Tuesday, February 19, 2008

Freedom of speech and squelching of whistleblowers

I've been here before, but I forgot about this wonderful website, which is now in danger of being permanently shut down: Wikileaks provides documents on line to blow the whistle on wrongdoing and corruption in government, business, and other sorts of organizations. The forces of transparency soldier on, and the forces of iron-fisted control freakage keep on trying to go for massive overkill.
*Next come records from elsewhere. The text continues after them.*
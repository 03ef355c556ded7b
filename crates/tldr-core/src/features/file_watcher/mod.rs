//! Cross-platform file system change detection feeding the daemon's dirty-file
//! count (C9's reindex trigger) and the durability partitioner's
//! `filter_reindexable` pass.
//!
//! Debounces duplicate events from the underlying `notify` watcher and
//! ignores a fixed set of noisy directories by default (`node_modules`,
//! `.git`, `target`, `__pycache__`).

pub mod application;
pub mod infrastructure;
pub mod ports;

// Re-export application layer (primary interface)
pub use application::{FileWatcherUseCase, FileWatcherUseCaseImpl};

// Re-export infrastructure (internal use - prefer application layer)
#[doc(hidden)]
pub use infrastructure::FileWatcher;

pub use ports::{FileChangeEvent, FileEventHandler, WatchConfig};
From the New York Times article:
In a statement on its site, Wikileaks compared Judge White’s orders to ones eventually overturned by the Unites States Supreme Court in the Pentagon Papers case in 1971. In that case, the federal government sought to enjoin publication of a secret history of the Vietnam War by The New York Times and The Washington Post.… Judge White’s order disabling the entire site “is clearly not constitutional,” said David Ardia, the director of the Citizen Media Law Project at Harvard Law School. “There is no justification under the First Amendment for shutting down an entire Web site.”
Addendum: I should note that privacy and confidentiality issues are frequently shot to hell by the internet and by websites like these. It's a bit of a problem, from the extreme of identity theft at one problem and just plain old unwanted public exposure, to the other end of secrecy and obstacles to freedom of information on things we should all know about.